//! LLM caller port
//!
//! Defines the single seam between the scheduler and the model backend: one
//! `generate` call bound to one credential. Adapters classify their
//! provider-specific failures into the closed [`CallError`] enum at this
//! boundary — retry logic never inspects raw provider error shapes.

use async_trait::async_trait;
use serde::{Deserialize, Serialize};
use thiserror::Error;

/// Handle to one credential in the pool.
///
/// The `index` is the credential's stable position in the pool; `label` is
/// the non-secret display name used in logs and statistics.
#[derive(Clone, PartialEq, Eq)]
pub struct Credential {
    pub index: usize,
    pub label: String,
    pub secret: String,
}

impl Credential {
    pub fn new(index: usize, label: impl Into<String>, secret: impl Into<String>) -> Self {
        Self {
            index,
            label: label.into(),
            secret: secret.into(),
        }
    }
}

// The secret never reaches logs: Debug and Display show the label only.
impl std::fmt::Debug for Credential {
    fn fmt(&self, f: &mut std::fmt::Formatter<'_>) -> std::fmt::Result {
        f.debug_struct("Credential")
            .field("index", &self.index)
            .field("label", &self.label)
            .finish_non_exhaustive()
    }
}

impl std::fmt::Display for Credential {
    fn fmt(&self, f: &mut std::fmt::Formatter<'_>) -> std::fmt::Result {
        write!(f, "{}", self.label)
    }
}

/// Per-call response configuration
#[derive(Debug, Clone, Default, PartialEq, Serialize, Deserialize)]
pub struct ResponseConfig {
    /// Request extra reasoning effort from the model
    pub reasoning: bool,
    pub temperature: Option<f32>,
    pub max_output_tokens: Option<u32>,
}

impl ResponseConfig {
    /// The stripped-down configuration used for the one retry after an
    /// `InvalidArgument` rejection.
    pub fn minimal() -> Self {
        Self::default()
    }

    pub fn with_reasoning(mut self, reasoning: bool) -> Self {
        self.reasoning = reasoning;
        self
    }

    pub fn with_temperature(mut self, temperature: f32) -> Self {
        self.temperature = Some(temperature);
        self
    }

    pub fn with_max_output_tokens(mut self, max: u32) -> Self {
        self.max_output_tokens = Some(max);
        self
    }
}

/// A successful model response
#[derive(Debug, Clone, PartialEq, Eq, Serialize, Deserialize)]
pub struct GenerateReply {
    pub text: String,
}

impl GenerateReply {
    pub fn new(text: impl Into<String>) -> Self {
        Self { text: text.into() }
    }
}

/// Classified call failure.
///
/// The three variants drive three different retry policies in the
/// dispatcher: rotation + backoff, one stripped-config retry, fail fast.
#[derive(Error, Debug, Clone, PartialEq, Eq)]
pub enum CallError {
    /// The backend rejected the call for throughput reasons (HTTP 429,
    /// `RESOURCE_EXHAUSTED`)
    #[error("rate limited: {0}")]
    RateLimited(String),

    /// The request shape is invalid for this model/config combination
    #[error("invalid argument: {0}")]
    InvalidArgument(String),

    /// Anything else: transport failures, auth failures, server errors
    #[error("call failed: {0}")]
    Other(String),
}

impl CallError {
    pub fn is_rate_limited(&self) -> bool {
        matches!(self, CallError::RateLimited(_))
    }

    pub fn is_invalid_argument(&self) -> bool {
        matches!(self, CallError::InvalidArgument(_))
    }
}

/// The LLM call abstraction.
///
/// One method: generate text from a prompt, bound to a specific credential.
/// Direct-key and proxy-backed implementations are selected at construction
/// time in the infrastructure layer.
#[async_trait]
pub trait Caller: Send + Sync {
    async fn generate(
        &self,
        credential: &Credential,
        backend_model_name: &str,
        prompt: &str,
        config: &ResponseConfig,
    ) -> Result<GenerateReply, CallError>;
}

#[cfg(test)]
mod tests {
    use super::*;

    #[test]
    fn test_debug_hides_secret() {
        let credential = Credential::new(0, "key-1", "very-secret");
        let debug = format!("{:?}", credential);
        assert!(debug.contains("key-1"));
        assert!(!debug.contains("very-secret"));
    }

    #[test]
    fn test_error_classification_helpers() {
        assert!(CallError::RateLimited("429".into()).is_rate_limited());
        assert!(CallError::InvalidArgument("bad".into()).is_invalid_argument());
        assert!(!CallError::Other("boom".into()).is_rate_limited());
    }

    #[test]
    fn test_minimal_config_is_empty() {
        let config = ResponseConfig::minimal();
        assert!(!config.reasoning);
        assert!(config.temperature.is_none());
        assert!(config.max_output_tokens.is_none());
    }
}
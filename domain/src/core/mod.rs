//! Core domain types

pub mod error;
pub mod model_spec;
pub mod question;

pub use error::DomainError;
pub use model_spec::{ModelSpec, ReasoningMode};
pub use question::Question;
//! Usage counters for external telemetry.
//!
//! Counters accumulate across one or more solve jobs and are consumed with
//! [`UsageStats::snapshot_and_reset`] — a read-and-reset so external
//! displays see deltas, not lifetime totals.

use std::collections::BTreeMap;
use std::sync::Mutex;
use std::sync::atomic::{AtomicU64, Ordering};

use serde::{Deserialize, Serialize};

/// Shared mutable usage counters
#[derive(Debug, Default)]
pub struct UsageStats {
    total_calls: AtomicU64,
    rotations: AtomicU64,
    rate_limit_hits: AtomicU64,
    per_model: Mutex<BTreeMap<String, u64>>,
    per_credential: Mutex<BTreeMap<String, u64>>,
}

/// Point-in-time copy of the counters
#[derive(Debug, Clone, Default, PartialEq, Eq, Serialize, Deserialize)]
pub struct UsageSnapshot {
    pub total_calls: u64,
    pub rotations: u64,
    pub rate_limit_hits: u64,
    pub per_model: BTreeMap<String, u64>,
    pub per_credential: BTreeMap<String, u64>,
}

impl UsageStats {
    pub fn new() -> Self {
        Self::default()
    }

    /// Record one successful call for a model/credential pair
    pub fn record_call(&self, model_key: &str, credential_label: &str) {
        self.total_calls.fetch_add(1, Ordering::Relaxed);
        *self
            .per_model
            .lock()
            .unwrap()
            .entry(model_key.to_string())
            .or_insert(0) += 1;
        *self
            .per_credential
            .lock()
            .unwrap()
            .entry(credential_label.to_string())
            .or_insert(0) += 1;
    }

    /// Record a rotation to a different credential after a rate limit
    pub fn record_rotation(&self) {
        self.rotations.fetch_add(1, Ordering::Relaxed);
    }

    /// Record one rate-limit rejection from the backend
    pub fn record_rate_limit(&self) {
        self.rate_limit_hits.fetch_add(1, Ordering::Relaxed);
    }

    /// Copy the counters without resetting them
    pub fn snapshot(&self) -> UsageSnapshot {
        UsageSnapshot {
            total_calls: self.total_calls.load(Ordering::Relaxed),
            rotations: self.rotations.load(Ordering::Relaxed),
            rate_limit_hits: self.rate_limit_hits.load(Ordering::Relaxed),
            per_model: self.per_model.lock().unwrap().clone(),
            per_credential: self.per_credential.lock().unwrap().clone(),
        }
    }

    /// Copy the counters and zero them
    pub fn snapshot_and_reset(&self) -> UsageSnapshot {
        UsageSnapshot {
            total_calls: self.total_calls.swap(0, Ordering::Relaxed),
            rotations: self.rotations.swap(0, Ordering::Relaxed),
            rate_limit_hits: self.rate_limit_hits.swap(0, Ordering::Relaxed),
            per_model: std::mem::take(&mut *self.per_model.lock().unwrap()),
            per_credential: std::mem::take(&mut *self.per_credential.lock().unwrap()),
        }
    }
}

#[cfg(test)]
mod tests {
    use super::*;

    #[test]
    fn test_counters_accumulate() {
        let stats = UsageStats::new();
        stats.record_call("pro", "key-0");
        stats.record_call("pro", "key-1");
        stats.record_call("flash", "key-0");
        stats.record_rotation();
        stats.record_rate_limit();
        stats.record_rate_limit();

        let snapshot = stats.snapshot();
        assert_eq!(snapshot.total_calls, 3);
        assert_eq!(snapshot.rotations, 1);
        assert_eq!(snapshot.rate_limit_hits, 2);
        assert_eq!(snapshot.per_model.get("pro"), Some(&2));
        assert_eq!(snapshot.per_credential.get("key-0"), Some(&2));
    }

    #[test]
    fn test_snapshot_and_reset_zeroes() {
        let stats = UsageStats::new();
        stats.record_call("pro", "key-0");
        stats.record_rate_limit();

        let first = stats.snapshot_and_reset();
        assert_eq!(first.total_calls, 1);

        let second = stats.snapshot_and_reset();
        assert_eq!(second, UsageSnapshot::default());
    }
}
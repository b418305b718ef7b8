//! Direct-key Gemini caller.

use std::time::Duration;

use async_trait::async_trait;
use reqwest::header::{CONTENT_TYPE, HeaderMap, HeaderValue};
use tracing::debug;

use mcq_application::{CallError, Caller, Credential, GenerateReply, ResponseConfig};

use super::error::{classify_response, classify_transport};
use super::protocol::{GenerateContentRequest, GenerateContentResponse};

const DEFAULT_BASE_URL: &str = "https://generativelanguage.googleapis.com/v1beta";

/// Caller that hits the Gemini API directly, one key per call.
///
/// The credential's secret travels in the `x-goog-api-key` header so it
/// never appears in URLs or logs.
#[derive(Debug, Clone)]
pub struct DirectCaller {
    client: reqwest::Client,
    base_url: String,
}

impl DirectCaller {
    pub fn new(timeout: Duration) -> Result<Self, CallError> {
        Self::with_base_url(DEFAULT_BASE_URL, timeout)
    }

    pub fn with_base_url(base_url: impl Into<String>, timeout: Duration) -> Result<Self, CallError> {
        let mut headers = HeaderMap::new();
        headers.insert(CONTENT_TYPE, HeaderValue::from_static("application/json"));

        let client = reqwest::Client::builder()
            .timeout(timeout)
            .default_headers(headers)
            .build()
            .map_err(|e| CallError::Other(format!("failed to build HTTP client: {}", e)))?;

        Ok(Self {
            client,
            base_url: base_url.into().trim_end_matches('/').to_string(),
        })
    }

    fn generate_url(&self, backend_model_name: &str) -> String {
        format!(
            "{}/models/{}:generateContent",
            self.base_url, backend_model_name
        )
    }
}

#[async_trait]
impl Caller for DirectCaller {
    async fn generate(
        &self,
        credential: &Credential,
        backend_model_name: &str,
        prompt: &str,
        config: &ResponseConfig,
    ) -> Result<GenerateReply, CallError> {
        let request = GenerateContentRequest::from_prompt(prompt, config);
        debug!(model = backend_model_name, credential = %credential, "sending generateContent");

        let response = self
            .client
            .post(self.generate_url(backend_model_name))
            .header("x-goog-api-key", &credential.secret)
            .json(&request)
            .send()
            .await
            .map_err(|e| classify_transport(&e))?;

        let status = response.status().as_u16();
        let body = response
            .text()
            .await
            .map_err(|e| classify_transport(&e))?;

        if !(200..300).contains(&status) {
            return Err(classify_response(status, &body));
        }

        let parsed: GenerateContentResponse = serde_json::from_str(&body)
            .map_err(|e| CallError::Other(format!("malformed response body: {}", e)))?;
        match parsed.text() {
            Some(text) => Ok(GenerateReply::new(text)),
            None => Err(CallError::Other("response contained no text".to_string())),
        }
    }
}

#[cfg(test)]
mod tests {
    use super::*;

    #[test]
    fn test_generate_url_shape() {
        let caller =
            DirectCaller::with_base_url("https://example.test/v1beta/", Duration::from_secs(5))
                .unwrap();
        assert_eq!(
            caller.generate_url("gemini-2.5-pro"),
            "https://example.test/v1beta/models/gemini-2.5-pro:generateContent"
        );
    }
}
//! Progress reporting for solve execution

use colored::Colorize;
use indicatif::{ProgressBar, ProgressStyle};
use std::sync::Mutex;

use mcq_application::{ProgressNotifier, SolveProgress};

/// Reports solve progress with a progress bar
pub struct ProgressReporter {
    bar: Mutex<Option<ProgressBar>>,
}

impl ProgressReporter {
    pub fn new() -> Self {
        Self {
            bar: Mutex::new(None),
        }
    }

    fn style() -> ProgressStyle {
        ProgressStyle::default_bar()
            .template("{spinner:.green} {prefix:.bold.cyan} [{bar:40.cyan/blue}] {pos}/{len} {msg}")
            .unwrap()
            .progress_chars("=>-")
    }
}

impl Default for ProgressReporter {
    fn default() -> Self {
        Self::new()
    }
}

impl ProgressNotifier for ProgressReporter {
    fn on_solve_start(&self, total_calls: usize) {
        let pb = ProgressBar::new(total_calls as u64);
        pb.set_style(Self::style());
        pb.set_prefix("Solving");
        pb.set_message("dispatching...");
        *self.bar.lock().unwrap() = Some(pb);
    }

    fn on_batch_recorded(&self, update: &SolveProgress) {
        if let Some(pb) = self.bar.lock().unwrap().as_ref() {
            pb.set_message(format!(
                "{} {}#{} ({} answered)",
                "v".green(),
                update.model_key,
                update.iteration,
                update.answers_so_far.len()
            ));
            pb.inc(1);
        }
    }

    fn on_call_failed(&self, model_key: &str, iteration: u32, _error: &str) {
        if let Some(pb) = self.bar.lock().unwrap().as_ref() {
            pb.set_message(format!("{} {}#{}", "x".red(), model_key, iteration));
            pb.inc(1);
        }
    }

    fn on_solve_complete(&self, resolved: usize) {
        if let Some(pb) = self.bar.lock().unwrap().take() {
            pb.finish_with_message(format!("{} questions resolved", resolved.to_string().green()));
        }
    }
}

/// Simple text-based progress (no fancy UI)
pub struct SimpleProgress;

impl ProgressNotifier for SimpleProgress {
    fn on_solve_start(&self, total_calls: usize) {
        println!("{} solving ({} calls scheduled)", "->".cyan(), total_calls);
    }

    fn on_batch_recorded(&self, update: &SolveProgress) {
        println!(
            "  {} {}#{} ({} answered)",
            "v".green(),
            update.model_key,
            update.iteration,
            update.answers_so_far.len()
        );
    }

    fn on_call_failed(&self, model_key: &str, iteration: u32, error: &str) {
        println!("  {} {}#{}: {}", "x".red(), model_key, iteration, error);
    }

    fn on_solve_complete(&self, resolved: usize) {
        println!("{} {} questions resolved", "->".cyan(), resolved);
    }
}
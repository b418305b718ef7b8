//! The request scheduler
//!
//! Three cooperating pieces sit between the solve use case and the
//! [`Caller`](crate::ports::caller::Caller) port:
//!
//! - [`CredentialPool`](credential_pool::CredentialPool) — exclusive leases
//!   over the interchangeable API keys, with cooldown after rate limits.
//! - [`AggregateRateLimiter`](rate_limiter::AggregateRateLimiter) — one
//!   sliding 60-second window per backend model, sized
//!   `rpm x credential count`.
//! - [`CallDispatcher`](dispatcher::CallDispatcher) — admission, credential
//!   selection, and classified retry around a single outbound call.

pub mod credential_pool;
pub mod dispatcher;
pub mod rate_limiter;
pub mod stats;
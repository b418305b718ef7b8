//! Aggregate per-model rate limiting.
//!
//! One sliding 60-second window per backend model, with the ceiling sized
//! `requests_per_minute x credential count`. The limiter does not track
//! which credential issued which call: the pool already caps each
//! credential at one in-flight call, so the aggregate ceiling is a safe
//! approximation of per-credential fairness — and it avoids the circular
//! dependency of attributing a call to a credential before one is selected.
//!
//! The ceiling is fixed when the limiter is built. A credential entering
//! cooldown mid-job does not shrink it.

use std::collections::{HashMap, VecDeque};
use std::sync::Mutex;

use tokio::time::{Duration, Instant, sleep};
use tracing::{debug, warn};

use mcq_domain::ModelSpec;

/// The sliding window length
const WINDOW: Duration = Duration::from_secs(60);

/// Slack added to computed waits so a retry lands past the window edge
const ADMIT_SAFETY_MARGIN: Duration = Duration::from_millis(50);

/// Sliding-window admission control, one window per model key
pub struct AggregateRateLimiter {
    /// Model key -> max admissions per window (fixed at construction)
    ceilings: HashMap<String, usize>,
    /// Model key -> admission timestamps within the current window
    windows: Mutex<HashMap<String, VecDeque<Instant>>>,
}

impl AggregateRateLimiter {
    /// Size one ceiling per spec from the credential count at job start.
    ///
    /// Specs with `requests_per_minute == 0` get no window and admit freely;
    /// config validation reports them as errors upstream.
    pub fn new(specs: &[ModelSpec], credential_count: usize) -> Self {
        let mut ceilings = HashMap::new();
        for spec in specs {
            if spec.requests_per_minute == 0 {
                warn!(model = %spec.key, "rpm is 0; model will not be rate limited");
                continue;
            }
            ceilings.insert(
                spec.key.clone(),
                spec.requests_per_minute as usize * credential_count,
            );
        }
        Self {
            ceilings,
            windows: Mutex::new(HashMap::new()),
        }
    }

    /// Wait until the model's window has room, then record the admission.
    ///
    /// Unknown model keys (and zero-rpm specs) admit immediately.
    pub async fn admit(&self, model_key: &str) {
        let Some(&ceiling) = self.ceilings.get(model_key) else {
            return;
        };

        loop {
            let wait = {
                let now = Instant::now();
                let mut windows = self.windows.lock().unwrap();
                let window = windows.entry(model_key.to_string()).or_default();

                while let Some(&oldest) = window.front()
                    && now.duration_since(oldest) >= WINDOW
                {
                    window.pop_front();
                }

                if window.len() < ceiling {
                    window.push_back(now);
                    return;
                }

                // Window full: wait until the oldest admission ages out
                let oldest = *window.front().expect("full window is non-empty");
                WINDOW - now.duration_since(oldest) + ADMIT_SAFETY_MARGIN
            };

            debug!(model = model_key, ?wait, "rate ceiling reached, waiting");
            sleep(wait).await;
        }
    }

    /// The fixed admission ceiling for `model_key`, if it is limited
    pub fn ceiling(&self, model_key: &str) -> Option<usize> {
        self.ceilings.get(model_key).copied()
    }

    /// Admissions currently inside `model_key`'s window
    pub fn in_window(&self, model_key: &str) -> usize {
        let now = Instant::now();
        let windows = self.windows.lock().unwrap();
        windows
            .get(model_key)
            .map(|w| {
                w.iter()
                    .filter(|&&t| now.duration_since(t) < WINDOW)
                    .count()
            })
            .unwrap_or(0)
    }
}

#[cfg(test)]
mod tests {
    use super::*;
    use std::sync::Arc;

    fn limiter(rpm: u32, credentials: usize) -> AggregateRateLimiter {
        let specs = vec![ModelSpec::new("m", "backend-m").with_rpm(rpm)];
        AggregateRateLimiter::new(&specs, credentials)
    }

    #[tokio::test(start_paused = true)]
    async fn test_ceiling_is_rpm_times_credentials() {
        let limiter = limiter(2, 3);
        assert_eq!(limiter.ceiling("m"), Some(6));

        let start = Instant::now();
        for _ in 0..6 {
            limiter.admit("m").await;
        }
        // No waiting below the ceiling
        assert_eq!(start.elapsed(), Duration::ZERO);
        assert_eq!(limiter.in_window("m"), 6);
    }

    #[tokio::test(start_paused = true)]
    async fn test_third_call_waits_for_window() {
        // Scenario: 2 credentials, rpm 1 -> ceiling 2. The third call waits
        // until the first admission leaves the 60s window.
        let limiter = limiter(1, 2);
        let start = Instant::now();

        limiter.admit("m").await;
        tokio::time::sleep(Duration::from_secs(10)).await;
        limiter.admit("m").await;

        limiter.admit("m").await;
        let elapsed = start.elapsed();
        // The first admission ages out at t=60; margin allows a little slack
        assert!(elapsed >= Duration::from_secs(60), "elapsed {:?}", elapsed);
        assert!(elapsed < Duration::from_secs(61), "elapsed {:?}", elapsed);
    }

    #[tokio::test(start_paused = true)]
    async fn test_rolling_window_never_exceeds_ceiling() {
        let limiter = Arc::new(limiter(2, 2));
        let log = Arc::new(Mutex::new(Vec::new()));

        let mut tasks = tokio::task::JoinSet::new();
        for _ in 0..10 {
            let limiter = Arc::clone(&limiter);
            let log = Arc::clone(&log);
            tasks.spawn(async move {
                limiter.admit("m").await;
                log.lock().unwrap().push(Instant::now());
            });
        }
        while let Some(result) = tasks.join_next().await {
            result.unwrap();
        }

        // No rolling 60s span contains more than rpm x credentials stamps
        let mut stamps = log.lock().unwrap().clone();
        stamps.sort();
        for (i, &t) in stamps.iter().enumerate() {
            let in_window = stamps[i..]
                .iter()
                .take_while(|&&u| u.duration_since(t) < WINDOW)
                .count();
            assert!(in_window <= 4, "{} admissions within one window", in_window);
        }
    }

    #[tokio::test(start_paused = true)]
    async fn test_ceiling_fixed_despite_pool_cooldown() {
        // The ceiling is sized once from the original credential count; a
        // cooldown shrinking the live pool does not shrink admission.
        use crate::scheduler::credential_pool::CredentialPool;

        let pool = CredentialPool::new((0..3).map(|i| (format!("key-{}", i), "s".to_string())));
        let limiter = limiter(1, pool.total_count());
        assert_eq!(limiter.ceiling("m"), Some(3));

        let lease = pool.acquire().await;
        pool.set_cooldown(lease, Duration::from_secs(300));
        assert_eq!(pool.available_count(), 2);

        // All three admissions still pass immediately
        let start = Instant::now();
        for _ in 0..3 {
            limiter.admit("m").await;
        }
        assert_eq!(start.elapsed(), Duration::ZERO);
    }

    #[tokio::test]
    async fn test_unknown_model_admits_freely() {
        let limiter = limiter(1, 1);
        for _ in 0..100 {
            limiter.admit("not-configured").await;
        }
        assert_eq!(limiter.in_window("not-configured"), 0);
    }

    #[tokio::test]
    async fn test_zero_rpm_is_unlimited() {
        let limiter = limiter(0, 5);
        assert_eq!(limiter.ceiling("m"), None);
        for _ in 0..100 {
            limiter.admit("m").await;
        }
    }
}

----

THE PROBLEM:
Starting at the line above that contains "a specific credential.", write out each line exactly until the line that contains "pub struct UsageSnapshot" has been written, and stop there.

RESULT:
/// One method: generate text from a prompt, bound to a specific credential.
/// Direct-key and proxy-backed implementations are selected at construction
/// time in the infrastructure layer.
#[async_trait]
pub trait Caller: Send + Sync {
    async fn generate(
        &self,
        credential: &Credential,
        backend_model_name: &str,
        prompt: &str,
        config: &ResponseConfig,
    ) -> Result<GenerateReply, CallError>;
}

#[cfg(test)]
mod tests {
    use super::*;

    #[test]
    fn test_debug_hides_secret() {
        let credential = Credential::new(0, "key-1", "very-secret");
        let debug = format!("{:?}", credential);
        assert!(debug.contains("key-1"));
        assert!(!debug.contains("very-secret"));
    }

    #[test]
    fn test_error_classification_helpers() {
        assert!(CallError::RateLimited("429".into()).is_rate_limited());
        assert!(CallError::InvalidArgument("bad".into()).is_invalid_argument());
        assert!(!CallError::Other("boom".into()).is_rate_limited());
    }

    #[test]
    fn test_minimal_config_is_empty() {
        let config = ResponseConfig::minimal();
        assert!(!config.reasoning);
        assert!(config.temperature.is_none());
        assert!(config.max_output_tokens.is_none());
    }
}
filename domain/src/core/mod.rs
//! Core domain types

pub mod error;
pub mod model_spec;
pub mod question;

pub use error::DomainError;
pub use model_spec::{ModelSpec, ReasoningMode};
pub use question::Question;
//! Usage counters for external telemetry.
//!
//! Counters accumulate across one or more solve jobs and are consumed with
//! [`UsageStats::snapshot_and_reset`] — a read-and-reset so external
//! displays see deltas, not lifetime totals.

use std::collections::BTreeMap;
use std::sync::Mutex;
use std::sync::atomic::{AtomicU64, Ordering};

use serde::{Deserialize, Serialize};

/// Shared mutable usage counters
#[derive(Debug, Default)]
pub struct UsageStats {
    total_calls: AtomicU64,
    rotations: AtomicU64,
    rate_limit_hits: AtomicU64,
    per_model: Mutex<BTreeMap<String, u64>>,
    per_credential: Mutex<BTreeMap<String, u64>>,
}

/// Point-in-time copy of the counters
#[derive(Debug, Clone, Default, PartialEq, Eq, Serialize, Deserialize)]
pub struct UsageSnapshot {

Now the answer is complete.